__Assignment__: Quote exactly and only this range of lines in the data below: the line that holds "pub const REF_DELTA: u8 = 7;" to the line that holds "wherever it lives.", both included.
Material to process START
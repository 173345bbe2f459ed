//! Pack entry headers.
//!
//! Each entry starts with a variable-length header: the low three bits of
//! the type live in bits 4-6 of the first byte, the size starts in its low
//! four bits and continues seven bits per byte while the 0x80 flag is set.
//! Delta entries follow the size with their base reference -- a full object
//! id for ref-deltas, or a variable-length negative distance for
//! offset-deltas.

use grit_types::{ObjectId, ObjectKind};

use crate::error::{PackError, PackResult};

/// Bound on entry header length; generous against the longest legal header.
const MAX_HEADER_BYTES: usize = 64;

/// Type code for offset deltas.
pub const OFS_DELTA: u8 = 6;
/// Type code for reference deltas.
pub const REF_DELTA: u8 = 7;

/// What a pack entry contains.
#[derive(Clone, Copy, Debug, PartialEq, Eq)]
pub enum PackEntryKind {
    /// Complete object of the given kind.
    Full(ObjectKind),
    /// Delta against an earlier entry in the same pack, by absolute offset.
    OfsDelta { base_offset: u64 },
    /// Delta against an object named by id, wherever it lives.
    RefDelta { base: ObjectId },
}

/// Parsed entry header.
#[derive(Clone, Copy, Debug, PartialEq, Eq)]
pub struct EntryHeader {
    /// Entry kind, including the delta variants.
    pub kind: PackEntryKind,
    /// Inflated payload size (for deltas: the delta stream, not the result).
    pub size: u64,
    /// Offset where the zlib payload begins.
    pub data_start: u64,
}

/// Parse the entry header at `offset` within `data`.
pub fn parse_entry_header(data: &[u8], offset: u64, oid_len: usize) -> PackResult<EntryHeader> {
    let start = usize::try_from(offset)
        .ok()
        .filter(|&p| p < data.len())
        .ok_or_else(|| PackError::corrupt(offset, "entry offset beyond pack data"))?;
    let mut pos = start;

    let first = data[pos];
    pos += 1;

    let type_code = (first >> 4) & 0x07;
    let mut size = (first & 0x0f) as u64;
    let mut shift = 4u32;
    let mut byte = first;
    while byte & 0x80 != 0 {
        if pos - start >= MAX_HEADER_BYTES || shift > 63 {
            return Err(PackError::corrupt(offset, "entry size varint too long"));
        }
        byte = *data
            .get(pos)
            .ok_or_else(|| PackError::corrupt(offset, "truncated entry header"))?;
        pos += 1;
        size |= ((byte & 0x7f) as u64) << shift;
        shift += 7;
    }

    let kind = match type_code {
        1..=4 => {
            // from_pack_code covers exactly these four values.
            let kind = ObjectKind::from_pack_code(type_code)
                .ok_or_else(|| PackError::corrupt(offset, "unreachable type code"))?;
            PackEntryKind::Full(kind)
        }
        OFS_DELTA => {
            let (distance, new_pos) = parse_ofs_distance(data, offset, pos)?;
            pos = new_pos;
            if distance == 0 || distance > offset {
                return Err(PackError::corrupt(offset, "offset delta base underflow"));
            }
            PackEntryKind::OfsDelta {
                base_offset: offset - distance,
            }
        }
        REF_DELTA => {
            let end = pos + oid_len;
            if end > data.len() {
                return Err(PackError::corrupt(offset, "truncated ref delta base id"));
            }
            let base = ObjectId::from_raw(&data[pos..end])
                .map_err(|e| PackError::corrupt(offset, e.to_string()))?;
            pos = end;
            PackEntryKind::RefDelta { base }
        }
        code => {
            return Err(PackError::corrupt(
                offset,
                format!("invalid entry type code {code}"),
            ));
        }
    };

    Ok(EntryHeader {
        kind,
        size,
        data_start: pos as u64,
    })
}

/// Parse an offset-delta distance: big-endian groups of seven bits, with
/// each continuation adding an implicit +1 to fold out redundant encodings.
fn parse_ofs_distance(data: &[u8], offset: u64, mut pos: usize) -> PackResult<(u64, usize)> {
    let mut byte = *data
        .get(pos)
        .ok_or_else(|| PackError::corrupt(offset, "truncated offset delta distance"))?;
    pos += 1;

    let mut value = (byte & 0x7f) as u64;
    let mut bytes_read = 1usize;
    while byte & 0x80 != 0 {
        if bytes_read >= 10 {
            return Err(PackError::corrupt(offset, "offset delta distance too long"));
        }
        byte = *data
            .get(pos)
            .ok_or_else(|| PackError::corrupt(offset, "truncated offset delta distance"))?;
        pos += 1;
        bytes_read += 1;
        if value >= u64::MAX >> 7 {
            return Err(PackError::corrupt(offset, "offset delta distance overflow"));
        }
        value = (value + 1) << 7;
        value |= (byte & 0x7f) as u64;
    }
    Ok((value, pos))
}

/// Append an entry header for the given type code and inflated size.
pub fn write_entry_header(buf: &mut Vec<u8>, type_code: u8, size: u64) {
    let mut size = size;
    let mut byte = ((type_code & 0x07) << 4) | (size & 0x0f) as u8;
    size >>= 4;
    while size > 0 {
        buf.push(byte | 0x80);
        byte = (size & 0x7f) as u8;
        size >>= 7;
    }
    buf.push(byte);
}

/// Append an offset-delta distance in its big-endian +1-folded encoding.
pub fn write_ofs_distance(buf: &mut Vec<u8>, distance: u64) {
    debug_assert!(distance > 0);
    let mut bytes = [0u8; 10];
    let mut i = bytes.len() - 1;
    let mut value = distance;
    bytes[i] = (value & 0x7f) as u8;
    value >>= 7;
    while value > 0 {
        value -= 1;
        i -= 1;
        bytes[i] = 0x80 | (value & 0x7f) as u8;
        value >>= 7;
    }
    buf.extend_from_slice(&bytes[i..]);
}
Material to process END
__Result below__:
pub const REF_DELTA: u8 = 7;

/// What a pack entry contains.
#[derive(Clone, Copy, Debug, PartialEq, Eq)]
pub enum PackEntryKind {
    /// Complete object of the given kind.
    Full(ObjectKind),
    /// Delta against an earlier entry in the same pack, by absolute offset.
    OfsDelta { base_offset: u64 },
    /// Delta against an object named by id, wherever it lives.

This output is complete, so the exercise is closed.